Contaminants found in groundwater beneath Oakland County Airport


Township of Waterford – Oakland County informed the state on Thursday that PFAS – chemicals resistant to heat, water and oil – had been detected in groundwater under the property of the International Airport of the Oakland County to levels in excess of state recommended maximum contaminant levels.

County report to Michigan Department of the Environment, Great Lakes and Energy, results of state-ordered testing and sampling at the county-owned airport off the M-59 as well as at 19 other commercial airports in Michigan due to Federal Aviation Administration regulations requiring the use of fire extinguisher foam containing PFAS.

Brighton’s ASTi Environmental installed eight permanent detection wells on the airport grounds in May and received sampling results this month, according to a press release on Thursday. It is still unclear what the source of the chemical is and whether it could pose a threat to groundwater or private wells in the area. There were seven firefighting incidents on airport property between 1996 and 2019 in which aqueous film-forming foam containing PFAS was used.

“Oakland County International Airport has long been committed to minimizing our impact on the environment,” said J. David VanderVeen, Director of Central Services for Oakland County, which oversees the airport. “We apply the same mindset to investigate and process the detection of PFAS at the airport. “

The county stressed that the airport, which has a 24-hour rescue and firefighting unit, is careful in its use of foam containing PFAS and limits its use in the event of a fire.

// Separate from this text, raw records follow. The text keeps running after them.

//! 多链钱包服务
//!
//! 编排整条派生流水线：助记词 → 路径 → 私钥 → 密钥对 → 地址。
//! 任一阶段失败都会中止当前请求并把错误返回给调用方，不产生部分结果。

use serde::Serialize;
use zeroize::{Zeroize, ZeroizeOnDrop};

use crate::{
    domain::{
        address::format_address,
        chain_config::ChainType,
        derivation_path::DerivationPath,
        key_derivation::derive_private_key_at,
        keypair::reconstruct,
        mnemonic::{generate_mnemonic, parse_mnemonic, MnemonicPhrase},
    },
    error::Result,
    infrastructure::log_redact::redact_address,
};

/// 派生参数
#[derive(Clone, Default, PartialEq, Eq)]
pub struct DerivationOptions {
    /// BIP39 passphrase（默认空字符串；不同 passphrase 得到完全不同的钱包）
    pub passphrase: String,
    /// 地址索引（路径最后一级）
    pub address_index: u32,
}

impl std::fmt::Debug for DerivationOptions {
    fn fmt(&self, f: &mut std::fmt::Formatter<'_>) -> std::fmt::Result {
        f.debug_struct("DerivationOptions")
            .field("passphrase", &(!self.passphrase.is_empty()))
            .field("address_index", &self.address_index)
            .finish()
    }
}

/// 单条链的派生结果
#[derive(Clone, Serialize, Zeroize, ZeroizeOnDrop)]
pub struct DerivedWallet {
    #[zeroize(skip)]
    pub chain: ChainType,
    /// 派生路径
    pub derivation_path: String,
    /// 私钥 (hex)
    pub private_key: String,
    /// 未压缩公钥 X‖Y (hex)
    pub public_key: String,
    /// 地址
    pub address: String,
}

impl std::fmt::Debug for DerivedWallet {
    fn fmt(&self, f: &mut std::fmt::Formatter<'_>) -> std::fmt::Result {
        f.debug_struct("DerivedWallet")
            .field("chain", &self.chain)
            .field("derivation_path", &self.derivation_path)
            .field("private_key", &"[REDACTED]")
            .field("public_key", &self.public_key)
            .field("address", &self.address)
            .finish()
    }
}

/// 一次运行的完整结果：同一个助记词派生出的所有链
#[derive(Debug, Clone)]
pub struct WalletReport {
    pub mnemonic: MnemonicPhrase,
    pub wallets: Vec<DerivedWallet>,
}

impl WalletReport {
    pub fn wallet(&self, chain: ChainType) -> Option<&DerivedWallet> {
        self.wallets.iter().find(|w| w.chain == chain)
    }
}

/// 多链钱包服务
#[derive(Debug, Clone, Default)]
pub struct MultiChainWalletService {
    options: DerivationOptions,
}

impl MultiChainWalletService {
    /// 默认参数：空 passphrase，索引 0
    pub fn new() -> Self {
        Self::default()
    }

    pub fn with_options(options: DerivationOptions) -> Self {
        Self { options }
    }

    pub fn options(&self) -> &DerivationOptions {
        &self.options
    }

    /// 生成新助记词，并为每条请求的链派生钱包
    ///
    /// # 流程
    /// 1. 生成一次助记词（256 位熵）
    /// 2. 依次为每条链派生，任一失败立即返回错误
    pub fn create(&self, chains: &[ChainType]) -> Result<WalletReport> {
        let mnemonic = generate_mnemonic()?;
        self.create_with_mnemonic(mnemonic, chains)
    }

    /// 用已有助记词为每条链派生钱包
    pub fn create_with_mnemonic(
        &self,
        mnemonic: MnemonicPhrase,
        chains: &[ChainType],
    ) -> Result<WalletReport> {
        let wallets = chains
            .iter()
            .map(|&chain| self.derive(chain, &mnemonic))
            .collect::<Result<Vec<_>>>()?;

        Ok(WalletReport { mnemonic, wallets })
    }

    /// 校验助记词文本后派生
    pub fn derive_from_phrase(&self, chain: ChainType, phrase: &str) -> Result<DerivedWallet> {
        let mnemonic = parse_mnemonic(phrase)?;
        self.derive(chain, &mnemonic)
    }

    /// 为单条链派生钱包
    pub fn derive(&self, chain: ChainType, mnemonic: &MnemonicPhrase) -> Result<DerivedWallet> {
        self.derive_inner(chain, mnemonic).map_err(|err| {
            tracing::warn!(
                chain = %chain,
                stage = err.stage(),
                code = err.code().as_u32(),
                error = %err,
                "wallet derivation aborted"
            );
            err
        })
    }

    fn derive_inner(&self, chain: ChainType, mnemonic: &MnemonicPhrase) -> Result<DerivedWallet> {
        let path = DerivationPath::for_chain(chain, self.options.address_index)?;
        debug_assert!(path.matches_template(chain));

        let private_key =
            derive_private_key_at(mnemonic.as_str(), &path, &self.options.passphrase)?;
        let key_pair = reconstruct(private_key.as_bytes())?;
        let address = format_address(key_pair.public_key(), chain);

        tracing::info!(
            chain = %chain,
            path = %path,
            address = %redact_address(&address),
            "derived wallet"
        );

        Ok(DerivedWallet {
            chain,
            derivation_path: path.to_string(),
            private_key: private_key.to_hex(),
            public_key: key_pair.public_key_hex(),
            address,
        })
    }
}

Results from the environmental lab ASTi indicated detectable concentrations of one or more PFAS compounds in seven of the eight monitoring wells, the county said.

Four of the wells had PFAS concentrations exceeding EGLE standards, which are more stringent than the Environmental Protection Agency standards for PFAS.

The first shallow depth tests carried out by ASTi Environmental at the OCIA indicated that the groundwater was flowing in a south-southeast direction towards the M-59. It is not yet determined whether a PFAS detected at the airport has escaped the property.

The airport has launched a web page to inform and educate neighbors about PFAS testing and detection.

While most of the surrounding area is on a township water system, EGLE has identified 24 homes north of the airport that remain on well water. Thirteen owners have opted for the EGLE test for PFAS. Laboratory results for 11 of the houses indicated detectable concentrations of one or more PFAS compounds. One home’s PFAS test result exceeded EGLE standards.

The 160-acre airport property is located less than a quarter of a mile from two large lakes – Williams Lake to the north and Pontiac Lake to the west – and several rivers and streams.

Airports have used film-forming foam containing PFAS since the mid-1960s. The FAA requires its use at all commercial airports because of its effectiveness in extinguishing aircraft fires.

In October 2018, Congress ordered the FAA to no longer require airports to use foam containing PFAS. As of June 2021, the FAA had not lifted its requirement.

The United States Environmental Protection Agency has classified PFAS as a national contaminant. It has been used in industrial and consumer products including carpets, waterproof clothing, upholstery, food paper packaging, personal care products, metallic paints, and fire-fighting foams.